We have often been dismayed to go into the supermarket and see an 18-ounce package of Nabisco's Oreo cookies for about $2.50 and nearby a 9-ounce box of Nabisco Famous Chocolate Wafers – essentially the Oreos without the filling – for more than $4. Making endless excuses for our math, it appears that the filling actually has a negative cost.

We have routinely paid the extra money for the chocolate wafers, often crushing them for cheesecake crusts. We recently came across a new cheesecake cookbook, The Cheesecake Bible, in which author George Geary shamelessly tells you to chuck the correct number of Oreos into the food processor, grind them up, and let the filling take care of itself. "The icing disappears like magic," he says.

Needless to say, it has taken some days for us to get over our shock.

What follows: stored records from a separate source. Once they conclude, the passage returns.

//! Books repository for database operations

use async_trait::async_trait;
use sqlx::{Pool, Postgres};

use crate::{
    error::AppResult,
    models::{Book, BookStatus, CreateBook, UpdateBook},
};

/// Storage access for book records.
///
/// Services depend on this trait rather than a concrete backend so tests
/// can substitute doubles.
#[cfg_attr(test, mockall::automock)]
#[async_trait]
pub trait BookRepository: Send + Sync {
    /// List books, optionally filtered by status
    async fn find_all(&self, status: Option<BookStatus>) -> AppResult<Vec<Book>>;

    /// Fetch a book by id
    async fn find_by_id(&self, id: i32) -> AppResult<Option<Book>>;

    /// Persist a new book with status `available`.
    /// A duplicate ISBN surfaces as a database unique-constraint error.
    async fn create(&self, book: &CreateBook) -> AppResult<Book>;

    /// Apply a partial update; `None` when the id is absent
    async fn update(&self, id: i32, changes: &UpdateBook) -> AppResult<Option<Book>>;

    /// Atomically move a book from one status to another.
    /// Returns `None` when the row is absent or its status is not `from`,
    /// so two concurrent transitions on the same id cannot both succeed.
    async fn set_status(
        &self,
        id: i32,
        from: BookStatus,
        to: BookStatus,
    ) -> AppResult<Option<Book>>;

    /// Delete a book only while it is available.
    /// Returns whether a row was removed.
    async fn delete_if_available(&self, id: i32) -> AppResult<bool>;
}

/// Postgres-backed implementation
#[derive(Clone)]
pub struct PgBookRepository {
    pool: Pool<Postgres>,
}

impl PgBookRepository {
    pub fn new(pool: Pool<Postgres>) -> Self {
        Self { pool }
    }
}

#[async_trait]
impl BookRepository for PgBookRepository {
    async fn find_all(&self, status: Option<BookStatus>) -> AppResult<Vec<Book>> {
        let books = sqlx::query_as::<_, Book>(
            "SELECT * FROM books WHERE $1::book_status IS NULL OR status = $1 ORDER BY id",
        )
        .bind(status)
        .fetch_all(&self.pool)
        .await?;

        Ok(books)
    }

    async fn find_by_id(&self, id: i32) -> AppResult<Option<Book>> {
        let book = sqlx::query_as::<_, Book>("SELECT * FROM books WHERE id = $1")
            .bind(id)
            .fetch_optional(&self.pool)
            .await?;

        Ok(book)
    }

    async fn create(&self, book: &CreateBook) -> AppResult<Book> {
        let created = sqlx::query_as::<_, Book>(
            r#"
            INSERT INTO books (title, author, isbn, status)
            VALUES ($1, $2, $3, 'available')
            RETURNING *
            "#,
        )
        .bind(&book.title)
        .bind(&book.author)
        .bind(&book.isbn)
        .fetch_one(&self.pool)
        .await?;

        Ok(created)
    }

    async fn update(&self, id: i32, changes: &UpdateBook) -> AppResult<Option<Book>> {
        let updated = sqlx::query_as::<_, Book>(
            r#"
            UPDATE books
            SET title = COALESCE($2, title),
                author = COALESCE($3, author),
                isbn = COALESCE($4, isbn),
                updated_at = NOW()
            WHERE id = $1
            RETURNING *
            "#,
        )
        .bind(id)
        .bind(&changes.title)
        .bind(&changes.author)
        .bind(&changes.isbn)
        .fetch_optional(&self.pool)
        .await?;

        Ok(updated)
    }

    async fn set_status(
        &self,
        id: i32,
        from: BookStatus,
        to: BookStatus,
    ) -> AppResult<Option<Book>> {
        // Compare-and-swap: the status precondition is part of the UPDATE,
        // so concurrent transitions on the same row serialize in the database.
        let updated = sqlx::query_as::<_, Book>(
            r#"
            UPDATE books
            SET status = $3, updated_at = NOW()
            WHERE id = $1 AND status = $2
            RETURNING *
            "#,
        )
        .bind(id)
        .bind(from)
        .bind(to)
        .fetch_optional(&self.pool)
        .await?;

        Ok(updated)
    }

    async fn delete_if_available(&self, id: i32) -> AppResult<bool> {
        let result = sqlx::query("DELETE FROM books WHERE id = $1 AND status = 'available'")
            .bind(id)
            .execute(&self.pool)
            .await?;

        Ok(result.rows_affected() > 0)
    }
}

Without meaning to offend anyone, we are not huge fans of the Oreo filling. Despite Mr. Geary's words of assurance, we would not consciously add Oreo filling to our cheesecake crust (we are such purists, we also cringe when some fruit is spread on top of a cheesecake). We would either continue to spend the extra money for the chocolate-only wafers, or we would scrape out the filling (which it is very easy to do), use the cookie-outsides only and, yes, we would probably just throw out the filling.

Now that you've asked, we wonder why we've been spending all that extra money all along.